───── DATA LISTING ─────

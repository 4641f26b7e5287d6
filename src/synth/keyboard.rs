use std::collections::HashMap;
use std::sync::Arc;

use rayon::prelude::*;

use crate::{
    dsp::{
        envelope::{Enveloper, EnvelopeIter},
        lfo::Lfo,
        wavetable::WaveTable,
    },
    error::{ConfigError, SynthError},
    settings::Settings,
    synth::{pitch::PitchId, Synth, Trigger},
};

/*
Baked Unison Voices
===================

Every pitch a track will ever play is known before playback starts, so the
expensive part of synthesis happens once, at construction:

    for each unison oscillator i:
        step_i   = table_size * offset_i * pitch / sample_rate
        phase_i += step_i * pitch_lfo(k)
    buffer[k] = mean_i(table_i[phase_i]) * volume_lfo(k)

Vibrato (pitch curve) and tremolo (volume curve) are therefore frozen into
the buffer. Playback is just

    out = buffer[cursor] * envelope.next_gain()

summed over the sounding voices, which costs one multiply-add per voice per
sample and never allocates.

One voice per pitch: retriggering a pitch that is still sounding re-arms
its envelope (with the anti-click fade) rather than stacking a second copy.
The cursor is not rewound on retrigger; it keeps cycling through the buffer.
*/

pub(crate) struct Oscillator {
    pub table: Arc<WaveTable>,
    pub offset: f64,
}

struct KeyVoice {
    pitch: PitchId,
    max_lifetime_ms: u64,
    buffer: Box<[f32]>,
    cursor: usize,
    envelope: EnvelopeIter,
}

impl KeyVoice {
    fn render(
        settings: &Settings,
        pitch: PitchId,
        max_lifetime_ms: u64,
        oscillators: &[Oscillator],
        pitch_lfo: &Lfo,
        volume_lfo: &Lfo,
        enveloper: &Enveloper,
    ) -> Result<Self, ConfigError> {
        let len = settings.ms_to_samples(max_lifetime_ms as f64)
            + enveloper.time()
            + enveloper.lead_in();
        let sample_rate = settings.sample_rate() as f64;
        let count = oscillators.len() as f64;

        let steps: Vec<f64> = oscillators
            .iter()
            .map(|osc| osc.table.len() as f64 * osc.offset * pitch.hz() / sample_rate)
            .collect();
        let mut phases = vec![0.0f64; oscillators.len()];
        let mut buffer = Vec::with_capacity(len);

        for k in 0..len as u64 {
            let bend = pitch_lfo(k);
            let level = volume_lfo(k);
            if !bend.is_finite() || !level.is_finite() {
                return Err(ConfigError::NonFiniteModulation { pitch, index: k });
            }

            let mut sum = 0.0f64;
            for ((osc, phase), step) in oscillators.iter().zip(&mut phases).zip(&steps) {
                let table_len = osc.table.len() as f64;
                *phase = (*phase + step * bend as f64).rem_euclid(table_len);
                sum += osc.table.get_at(*phase) as f64;
            }
            buffer.push((sum / count * level as f64) as f32);
        }

        Ok(Self {
            pitch,
            max_lifetime_ms,
            buffer: buffer.into_boxed_slice(),
            cursor: 0,
            envelope: enveloper.create_iterator(),
        })
    }

    #[inline]
    fn next_sample(&mut self) -> f32 {
        let sample = self.buffer[self.cursor] * self.envelope.next_gain();
        self.cursor = (self.cursor + 1) % self.buffer.len();
        sample
    }
}

pub struct KeyboardSynth {
    settings: Settings,
    voices: Vec<KeyVoice>,
    index: HashMap<PitchId, usize>,
    /// Indices into `voices` currently sounding. Capacity is reserved for
    /// every voice up front so pushes never reallocate.
    active: Vec<usize>,
    is_active: Vec<bool>,
}

impl KeyboardSynth {
    /// Render every voice. Usually reached through [`SynthBuilder::build`].
    ///
    /// [`SynthBuilder::build`]: crate::synth::SynthBuilder::build
    pub(crate) fn new(
        settings: Settings,
        oscillators: Vec<Oscillator>,
        pitch_lfo: Lfo,
        volume_lfo: Lfo,
        enveloper: Enveloper,
        notes: &[(PitchId, u64)],
    ) -> Result<Self, ConfigError> {
        // Duplicate pitches keep the longest declared lifetime.
        let mut lifetimes: Vec<(PitchId, u64)> = Vec::with_capacity(notes.len());
        for &(pitch, ms) in notes {
            match lifetimes.iter_mut().find(|(p, _)| *p == pitch) {
                Some(entry) => entry.1 = entry.1.max(ms),
                None => lifetimes.push((pitch, ms)),
            }
        }

        let voices = lifetimes
            .par_iter()
            .map(|&(pitch, ms)| {
                KeyVoice::render(
                    &settings,
                    pitch,
                    ms,
                    &oscillators,
                    &pitch_lfo,
                    &volume_lfo,
                    &enveloper,
                )
            })
            .collect::<Result<Vec<_>, _>>()?;

        let index = voices
            .iter()
            .enumerate()
            .map(|(i, voice)| (voice.pitch, i))
            .collect();
        let buffered: usize = voices.iter().map(|v| v.buffer.len()).sum();

        tracing::info!(
            pitches = voices.len(),
            oscillators = oscillators.len(),
            buffer_bytes = buffered * std::mem::size_of::<f32>(),
            "keyboard synth rendered"
        );

        Ok(Self {
            settings,
            active: Vec::with_capacity(voices.len()),
            is_active: vec![false; voices.len()],
            voices,
            index,
        })
    }

    /// Start (or restart) `pitch` for `lifetime_micros`.
    pub fn trigger(&mut self, pitch: PitchId, lifetime_micros: u64) -> Result<(), SynthError> {
        let &slot = self
            .index
            .get(&pitch)
            .ok_or(SynthError::UnknownPitch(pitch))?;
        let voice = &mut self.voices[slot];

        let ttl_ms = lifetime_micros / 1000;
        if ttl_ms > voice.max_lifetime_ms {
            return Err(SynthError::LifetimeExceeded {
                pitch,
                requested_ms: ttl_ms,
                max_ms: voice.max_lifetime_ms,
            });
        }

        voice.envelope.refresh(self.settings.ms_to_samples(ttl_ms as f64));
        if !self.is_active[slot] {
            self.is_active[slot] = true;
            self.active.push(slot);
        }
        Ok(())
    }

    /// Sum of every sounding voice for one sample.
    pub fn poll_sample(&mut self) -> f32 {
        let voices = &mut self.voices;
        self.active
            .iter()
            .map(|&slot| voices[slot].next_sample())
            .sum()
    }

    /// Drop voices whose envelope is exhausted and report how many remain.
    pub fn active_voice_count(&mut self) -> usize {
        let voices = &self.voices;
        let flags = &mut self.is_active;
        self.active.retain(|&slot| {
            let alive = voices[slot].envelope.has_next();
            if !alive {
                flags[slot] = false;
            }
            alive
        });
        self.active.len()
    }

    pub fn pitches(&self) -> impl Iterator<Item = PitchId> + '_ {
        self.voices.iter().map(|v| v.pitch)
    }

    /// Length of the precomputed buffer for `pitch`, if configured.
    pub fn buffer_len(&self, pitch: PitchId) -> Option<usize> {
        self.index.get(&pitch).map(|&slot| self.voices[slot].buffer.len())
    }
}

impl Synth for KeyboardSynth {
    fn trigger(&mut self, trigger: Trigger) -> Result<(), SynthError> {
        match trigger {
            Trigger::Note {
                pitch,
                lifetime_micros,
            } => KeyboardSynth::trigger(self, pitch, lifetime_micros),
            Trigger::Hit { .. } => Err(SynthError::UnsupportedTrigger),
        }
    }

    fn poll_sample(&mut self) -> f32 {
        KeyboardSynth::poll_sample(self)
    }

    fn active_voice_count(&mut self) -> usize {
        KeyboardSynth::active_voice_count(self)
    }
}
//! Error types for synth construction and triggering.

use thiserror::Error;

use crate::synth::pitch::PitchId;

/// Problems detected while building tables, curves, envelopes or synths.
///
/// Construction fails as a whole: a builder that returns one of these never
/// hands back a partially rendered synth.
#[derive(Debug, Clone, PartialEq, Error)]
pub enum ConfigError {
    #[error("offsets, enveloper or wavetables are missing")]
    MissingComponents,

    #[error("wavetables and offsets do not match ({wavetables} wavetables, {offsets} offsets)")]
    OscillatorMismatch { wavetables: usize, offsets: usize },

    #[error("wavetable size must be positive, got {0}")]
    InvalidTableSize(usize),

    #[error("invalid settings: {0}")]
    InvalidSettings(&'static str),

    #[error("invalid envelope: {0}")]
    InvalidEnvelope(&'static str),

    #[error("interval curve needs at least one level")]
    EmptyIntervals,

    /// An LFO produced NaN or infinity while a voice buffer was rendered.
    #[error("non-finite modulation value for {pitch} at sample {index}")]
    NonFiniteModulation { pitch: PitchId, index: u64 },
}

/// Errors returned while driving synths at playback time.
#[derive(Debug, Clone, PartialEq, Error)]
pub enum SynthError {
    #[error(transparent)]
    Config(#[from] ConfigError),

    #[error("pitch {0} was not configured on this synth")]
    UnknownPitch(PitchId),

    #[error("no percussion voice is mapped to key {0}")]
    UnknownPercussion(u8),

    #[error("lifetime of {requested_ms} ms for {pitch} exceeds the configured {max_ms} ms")]
    LifetimeExceeded {
        pitch: PitchId,
        requested_ms: u64,
        max_ms: u64,
    },

    #[error("trigger kind not supported by this synth")]
    UnsupportedTrigger,

    #[error("no synth bound to track {0}")]
    UnknownTrack(usize),

    #[error("trigger queue is full")]
    QueueFull,
}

─────

# WORK INSTRUCTION
From the data above, return every line from the line that has "let sample_rate = settings.sample_rate()" up to and including the line that has "pitch, index: k", exactly.

# ANSWER SPACE
        let sample_rate = settings.sample_rate() as f64;
        let count = oscillators.len() as f64;

        let steps: Vec<f64> = oscillators
            .iter()
            .map(|osc| osc.table.len() as f64 * osc.offset * pitch.hz() / sample_rate)
            .collect();
        let mut phases = vec![0.0f64; oscillators.len()];
        let mut buffer = Vec::with_capacity(len);

        for k in 0..len as u64 {
            let bend = pitch_lfo(k);
            let level = volume_lfo(k);
            if !bend.is_finite() || !level.is_finite() {
                return Err(ConfigError::NonFiniteModulation { pitch, index: k });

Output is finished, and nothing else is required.